# Problem with installing Macromedia Flash plugin under FreeBSD 8.0



## Lasse (Dec 27, 2009)

First I install *www/nspluginwrapper*, then *emulators/linux_base-f10* followed by *www/linux-f10-flashplugin10*. Then, when creating the link, I get this message: *ln: ./browser_plugins: File exists*
After that, I go: *% nspluginwrapper -v -a -i*. Then in */etc/fstab*:
*linproc    /usr/compat/linux/proc  linprocfs   rw  0   0*.
And then I reboot the system, and in Firefox type: *aboutlugins*.
All I see is this: *Installed plugins
Find more information about browser plugins at mozilla.org.
Help for installing plugins is available from plugindoc.mozdev.org.
Default Plugin

    File name: libnullplugin.so
    The default plugin handles plugin data for mimetypes and extensions that are not specified and facilitates downloading of new plugins.

MIME Type 	Description 	Suffixes 	Enabled
* 	All types 	.* 	No
*
Perhaps I missed something?

Thanks in advance/
Lasse

-----------------------------

First I install www/nspluginwrapper, then emulators/linux_base-f10 followed by www/linux-f10-flashplugin10. 

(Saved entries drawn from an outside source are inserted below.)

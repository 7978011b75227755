//! Tagged attribute values, implicit type conversion, and the
//! [`AttributeElement`] trait that connects Rust types to [`AttributeType`]
//! tags.

use glam::{Vec2, Vec3, Vec4};
use serde::{Deserialize, Serialize};

use crate::data::{AttributeData, AttributeSlice, AttributeSliceMut};
use crate::domain::AttributeType;

/// Rec. 709 luma weights used when a color is reduced to a single channel.
const LUMINANCE_WEIGHTS: Vec3 = Vec3::new(0.2126, 0.7152, 0.0722);

/// A single attribute value of any supported type.
#[derive(Debug, Clone, Copy, PartialEq, Serialize, Deserialize)]
pub enum AttributeValue {
    Float(f32),
    Float2(Vec2),
    Float3(Vec3),
    Color(Vec4),
    Int32(i32),
    Boolean(bool),
}

impl AttributeValue {
    /// The type tag of this value.
    #[must_use]
    pub const fn data_type(&self) -> AttributeType {
        match self {
            AttributeValue::Float(_) => AttributeType::Float,
            AttributeValue::Float2(_) => AttributeType::Float2,
            AttributeValue::Float3(_) => AttributeType::Float3,
            AttributeValue::Color(_) => AttributeType::Color,
            AttributeValue::Int32(_) => AttributeType::Int32,
            AttributeValue::Boolean(_) => AttributeType::Boolean,
        }
    }

    /// Extract the value as `T` if it already has `T`'s type.
    #[must_use]
    pub fn get<T: AttributeElement>(self) -> Option<T> {
        T::from_value(self)
    }

    /// Convert the value to another type.
    ///
    /// Every pair of types has a conversion, so this never fails. Vectors
    /// reduce to scalars by their length, colors by their luminance, and
    /// scalars widen by splatting.
    #[must_use]
    pub fn convert(self, to: AttributeType) -> AttributeValue {
        if self.data_type() == to {
            return self;
        }
        match to {
            AttributeType::Float => AttributeValue::Float(self.as_float()),
            AttributeType::Float2 => AttributeValue::Float2(self.as_float2()),
            AttributeType::Float3 => AttributeValue::Float3(self.as_float3()),
            AttributeType::Color => AttributeValue::Color(self.as_color()),
            AttributeType::Int32 => AttributeValue::Int32(self.as_int()),
            AttributeType::Boolean => AttributeValue::Boolean(self.as_bool()),
        }
    }

    fn as_float(self) -> f32 {
        match self {
            AttributeValue::Float(v) => v,
            AttributeValue::Float2(v) => v.length(),
            AttributeValue::Float3(v) => v.length(),
            AttributeValue::Color(c) => luminance(c),
            AttributeValue::Int32(v) => v as f32,
            AttributeValue::Boolean(v) => bool_to_float(v),
        }
    }

    fn as_float2(self) -> Vec2 {
        match self {
            AttributeValue::Float2(v) => v,
            AttributeValue::Float3(v) => v.truncate(),
            AttributeValue::Color(c) => c.truncate().truncate(),
            scalar => Vec2::splat(scalar.as_float()),
        }
    }

    fn as_float3(self) -> Vec3 {
        match self {
            AttributeValue::Float2(v) => v.extend(0.0),
            AttributeValue::Float3(v) => v,
            AttributeValue::Color(c) => c.truncate(),
            scalar => Vec3::splat(scalar.as_float()),
        }
    }

    fn as_color(self) -> Vec4 {
        match self {
            AttributeValue::Float2(v) => Vec4::new(v.x, v.y, 0.0, 1.0),
            AttributeValue::Float3(v) => v.extend(1.0),
            AttributeValue::Color(c) => c,
            scalar => Vec3::splat(scalar.as_float()).extend(1.0),
        }
    }

    fn as_int(self) -> i32 {
        match self {
            AttributeValue::Int32(v) => v,
            AttributeValue::Boolean(v) => i32::from(v),
            other => other.as_float() as i32,
        }
    }

    fn as_bool(self) -> bool {
        match self {
            AttributeValue::Float(v) => v > 0.0,
            AttributeValue::Float2(v) => v != Vec2::ZERO,
            AttributeValue::Float3(v) => v != Vec3::ZERO,
            AttributeValue::Color(c) => luminance(c) > 0.0,
            AttributeValue::Int32(v) => v > 0,
            AttributeValue::Boolean(v) => v,
        }
    }
}

fn luminance(color: Vec4) -> f32 {
    color.truncate().dot(LUMINANCE_WEIGHTS)
}

fn bool_to_float(value: bool) -> f32 {
    if value { 1.0 } else { 0.0 }
}

/// Trait for Rust types that can be stored in an attribute column.
///
/// The set of implementors is closed and mirrors [`AttributeType`]: `f32`,
/// [`Vec2`], [`Vec3`], [`Vec4`] (colors), `i32` and `bool`. The trait lets
/// callers resolve a runtime-tagged column to a typed slice at the call site.
pub trait AttributeElement: Copy + PartialEq + std::fmt::Debug + Send + Sync + 'static {
    /// The runtime tag of this type.
    const TYPE: AttributeType;

    /// Extract a value of this type. Returns `None` on a type mismatch; no
    /// conversion is performed.
    fn from_value(value: AttributeValue) -> Option<Self>;

    /// Wrap the value in its tag.
    fn into_value(self) -> AttributeValue;

    /// View a tagged slice as `&[Self]` if the tags match.
    fn slice(slice: AttributeSlice<'_>) -> Option<&[Self]>;

    /// View a tagged mutable slice as `&mut [Self]` if the tags match.
    fn slice_mut(slice: AttributeSliceMut<'_>) -> Option<&mut [Self]>;

    /// Take the values out of an owned column if the tags match.
    fn from_data(data: AttributeData) -> Result<Vec<Self>, AttributeData>;

    /// Wrap owned values in a column.
    fn into_data(values: Vec<Self>) -> AttributeData;
}

macro_rules! impl_attribute_element {
    ($($Target:ty => $variant:ident),+ $(,)?) => {
        $(
            impl AttributeElement for $Target {
                const TYPE: AttributeType = AttributeType::$variant;

                #[inline]
                fn from_value(value: AttributeValue) -> Option<Self> {
                    match value {
                        AttributeValue::$variant(v) => Some(v),
                        _ => None,
                    }
                }

                #[inline]
                fn into_value(self) -> AttributeValue {
                    AttributeValue::$variant(self)
                }

                #[inline]
                fn slice(slice: AttributeSlice<'_>) -> Option<&[Self]> {
                    match slice {
                        AttributeSlice::$variant(values) => Some(values),
                        _ => None,
                    }
                }

                #[inline]
                fn slice_mut(slice: AttributeSliceMut<'_>) -> Option<&mut [Self]> {
                    match slice {
                        AttributeSliceMut::$variant(values) => Some(values),
                        _ => None,
                    }
                }

                fn from_data(data: AttributeData) -> Result<Vec<Self>, AttributeData> {
                    match data {
                        AttributeData::$variant(values) => Ok(values),
                        other => Err(other),
                    }
                }

                fn into_data(values: Vec<Self>) -> AttributeData {
                    AttributeData::$variant(values)
                }
            }

            impl From<$Target> for AttributeValue {
                fn from(value: $Target) -> Self {
                    AttributeValue::$variant(value)
                }
            }
        )+
    };
}

impl_attribute_element!(
    f32 => Float,
    Vec2 => Float2,
    Vec3 => Float3,
    Vec4 => Color,
    i32 => Int32,
    bool => Boolean,
);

Then, when creating the link, I get this message: 


```
ln: ./browser_plugins: File exists
```

After that, I go: `% nspluginwrapper -v -a -i`. Then in /etc/fstab:


```
linproc /usr/compat/linux/proc linprocfs rw 0 0.
```

And then I reboot the system, and in Firefox type: `about:plugins`.

All I see is this: 

```
Installed plugins
Find more information about browser plugins at mozilla.org.
Help for installing plugins is available from plugindoc.mozdev.org.
Default Plugin

File name: libnullplugin.so
The default plugin handles plugin data for mimetypes and extensions that are not specified and facilitates downloading of new plugins.

MIME Type Description Suffixes Enabled
* All types .* No
```
Perhaps I missed something?

Thanks in advance/
Lasse


----------



## DutchDaemon (Dec 27, 2009)

Adhering to Posting and Editing in the FreeBSD Forums would help .. I can hardly make out what your post is about. I fixed it for you.


----------